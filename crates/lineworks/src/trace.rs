//! Paragraph tracing.
//!
//! When the `tracing_paragraphs` parameter is positive the engine reports
//! every line decision it takes to a [TraceSink]: where the line was cut,
//! what its natural width was against the target, and whether the glue
//! had to stretch or shrink. Lines whose elastic capacity was exhausted
//! are classified as overfull or underfull. The reports are pure
//! observations; the chosen breaks never depend on the sink.

use crate::ds::{GlueSet, GlueSign};
use colored::*;
use core::GlueOrder;
use core::Scaled;

/// Record of a single line decision.
#[derive(Clone, Debug, PartialEq, Eq)]
pub struct LineReport {
    /// Index of the line within its paragraph, from 0.
    pub line: usize,
    /// Index of the node in the prepared paragraph the line was cut at.
    pub break_at: usize,
    /// Natural width of the line's material before the glue was set.
    pub natural: Scaled,
    /// The width the line was set to.
    pub target: Scaled,
    /// How the glue was set to reach the target.
    pub set: GlueSet,
}

impl LineReport {
    /// Classifies the line when its elastic capacity fell short:
    /// overfull if the material could not shrink enough, underfull if
    /// stretch was needed and none was available.
    pub fn fullness(&self) -> Option<Fullness> {
        if self.set.shortfall == Scaled::ZERO {
            return None;
        }
        match self.set.sign {
            GlueSign::Shrinking => Some(Fullness::Overfull),
            GlueSign::Stretching => Some(Fullness::Underfull),
            GlueSign::Normal => None,
        }
    }
}

/// Diagnostic classification of a line whose glue could not reach the
/// target width.
#[derive(Clone, Copy, Debug, PartialEq, Eq)]
pub enum Fullness {
    Overfull,
    Underfull,
}

/// Implementations of this trait receive paragraph tracing output.
pub trait TraceSink {
    fn line(&mut self, report: &LineReport);
}

/// Writes reports to the standard error stream, in the style of TeX's
/// log output.
pub struct TerminalTrace;

impl TraceSink for TerminalTrace {
    fn line(&mut self, report: &LineReport) {
        eprintln!(
            "@ line {}: cut at node {}, natural {} for target {}, {}",
            report.line,
            report.break_at,
            report.natural,
            report.target,
            describe_set(&report.set),
        );
        match report.fullness() {
            Some(Fullness::Overfull) => eprintln!(
                "{} ({} too wide) at line {}",
                "Overfull \\hbox".bold(),
                report.set.shortfall.to_string().bright_yellow(),
                report.line,
            ),
            Some(Fullness::Underfull) => eprintln!(
                "{} ({} unfilled) at line {}",
                "Underfull \\hbox".bold(),
                report.set.shortfall.to_string().bright_yellow(),
                report.line,
            ),
            None => {}
        }
    }
}

fn describe_set(set: &GlueSet) -> String {
    let sign = match set.sign {
        GlueSign::Normal => return "rigid".into(),
        GlueSign::Stretching => "stretching",
        GlueSign::Shrinking => "shrinking",
    };
    match set.order {
        GlueOrder::Normal => sign.into(),
        GlueOrder::Fil => format!("{sign} fil"),
        GlueOrder::Fill => format!("{sign} fill"),
        GlueOrder::Filll => format!("{sign} filll"),
    }
}

/// A sink that records every report, for inspection in tests.
///
/// Cloning the sink clones a shared handle to the same reports, so a
/// test can keep one handle while the breaker owns the other.
#[derive(Clone, Default)]
pub struct Capture {
    reports: std::rc::Rc<std::cell::RefCell<Vec<LineReport>>>,
}

impl Capture {
    pub fn new() -> Capture {
        Default::default()
    }

    pub fn reports(&self) -> Vec<LineReport> {
        self.reports.borrow().clone()
    }
}

impl TraceSink for Capture {
    fn line(&mut self, report: &LineReport) {
        self.reports.borrow_mut().push(report.clone());
    }
}

#[cfg(test)]
mod tests {
    use super::*;

    fn report(set: GlueSet) -> LineReport {
        LineReport {
            line: 0,
            break_at: 5,
            natural: Scaled::ONE * 90,
            target: Scaled::ONE * 100,
            set,
        }
    }

    #[test]
    fn fullness_classification() {
        let fits = report(GlueSet {
            sign: GlueSign::Stretching,
            order: GlueOrder::Normal,
            shortfall: Scaled::ZERO,
        });
        assert_eq!(fits.fullness(), None);
        let underfull = report(GlueSet {
            sign: GlueSign::Stretching,
            order: GlueOrder::Normal,
            shortfall: Scaled::ONE * 10,
        });
        assert_eq!(underfull.fullness(), Some(Fullness::Underfull));
        let overfull = report(GlueSet {
            sign: GlueSign::Shrinking,
            order: GlueOrder::Normal,
            shortfall: Scaled::ONE * 3,
        });
        assert_eq!(overfull.fullness(), Some(Fullness::Overfull));
    }

    #[test]
    fn capture_shares_reports_across_clones() {
        let capture = Capture::new();
        let mut handle = capture.clone();
        handle.line(&report(GlueSet::default()));
        assert_eq!(capture.reports().len(), 1);
    }

    #[test]
    fn set_descriptions() {
        assert_eq!(describe_set(&GlueSet::default()), "rigid");
        assert_eq!(
            describe_set(&GlueSet {
                sign: GlueSign::Stretching,
                order: GlueOrder::Fil,
                shortfall: Scaled::ZERO,
            }),
            "stretching fil",
        );
    }
}
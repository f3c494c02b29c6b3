use cs_domain::game::{FadeAlert, Game, LiveGame, Pick, Sport, ValueAlert};

// ━━━━━━━━━━━━━━━━━━━━━━━━━━━━━━━━━━━━━━━━━━━━━━━━━━━━━━━━━━━━━━━━━━
// Request / response types
// ━━━━━━━━━━━━━━━━━━━━━━━━━━━━━━━━━━━━━━━━━━━━━━━━━━━━━━━━━━━━━━━━━━

/// Page-specific data handed to a scan fetch. Each variant carries whatever
/// the owning screen last pushed into the context tracker.
#[derive(Debug, Clone)]
pub enum PagePayload {
    Feed { games: Vec<Game>, sport: Sport },
    Picks { picks: Vec<Pick> },
    Outliers {
        value_alerts: Vec<ValueAlert>,
        fade_alerts: Vec<FadeAlert>,
    },
    Scoreboard { live_games: Vec<LiveGame> },
}

impl PagePayload {
    /// True when there is nothing to scan; the caller shows a page-specific
    /// "no data" message instead of hitting the network.
    pub fn is_empty(&self) -> bool {
        match self {
            PagePayload::Feed { games, .. } => games.is_empty(),
            PagePayload::Picks { picks } => picks.is_empty(),
            PagePayload::Outliers {
                value_alerts,
                fade_alerts,
            } => value_alerts.is_empty() && fade_alerts.is_empty(),
            PagePayload::Scoreboard { live_games } => live_games.is_empty(),
        }
    }

    pub fn kind(&self) -> &'static str {
        match self {
            PagePayload::Feed { .. } => "feed",
            PagePayload::Picks { .. } => "picks",
            PagePayload::Outliers { .. } => "outliers",
            PagePayload::Scoreboard { .. } => "scoreboard",
        }
    }
}

/// Outcome of one suggestion fetch.
///
/// `success: false` means the caller must substitute fallback text; the
/// suggestion field is empty in that case. `game_id` is absent whenever the
/// response carried no (or a malformed) trailer tag.
#[derive(Debug, Clone, Default)]
pub struct SuggestionResult {
    pub suggestion: String,
    pub game_id: Option<String>,
    pub success: bool,
}

impl SuggestionResult {
    pub fn failed() -> Self {
        Self::default()
    }
}

// ━━━━━━━━━━━━━━━━━━━━━━━━━━━━━━━━━━━━━━━━━━━━━━━━━━━━━━━━━━━━━━━━━━
// Backend trait
// ━━━━━━━━━━━━━━━━━━━━━━━━━━━━━━━━━━━━━━━━━━━━━━━━━━━━━━━━━━━━━━━━━━

/// The seam between the lifecycle controller and the remote model.
///
/// Both operations are single request/response cycles with a client-side
/// deadline. Failures never propagate as errors — they come back as
/// `success: false` and the controller renders fallback text.
#[async_trait::async_trait]
pub trait SuggestionBackend: Send + Sync {
    /// Fetch a multi-game suggestion for the current page.
    async fn fetch_page_suggestion(&self, payload: &PagePayload) -> SuggestionResult;

    /// Fetch a single-game insight. `previous_insights` is the content the
    /// user has already seen for this game, so the model can avoid repeats.
    async fn fetch_game_insight(
        &self,
        game: &Game,
        sport: Sport,
        previous_insights: &[String],
    ) -> SuggestionResult;
}

#[cfg(test)]
mod tests {
    use super::*;

    #[test]
    fn outliers_payload_empty_only_when_both_lists_empty() {
        let payload = PagePayload::Outliers {
            value_alerts: vec![],
            fade_alerts: vec![FadeAlert {
                game_id: "g1".into(),
                team: "Knicks".into(),
                line: -2.5,
                public_pct: 81.0,
            }],
        };
        assert!(!payload.is_empty());

        let payload = PagePayload::Outliers {
            value_alerts: vec![],
            fade_alerts: vec![],
        };
        assert!(payload.is_empty());
        assert_eq!(payload.kind(), "outliers");
    }

    #[test]
    fn failed_result_has_empty_suggestion() {
        let r = SuggestionResult::failed();
        assert!(!r.success);
        assert!(r.suggestion.is_empty());
        assert!(r.game_id.is_none());
    }
}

_The task_.
The response should consist of the number of lines in the data that hold the word "TraceSink", with nothing added.

_Answer to the problem_.
4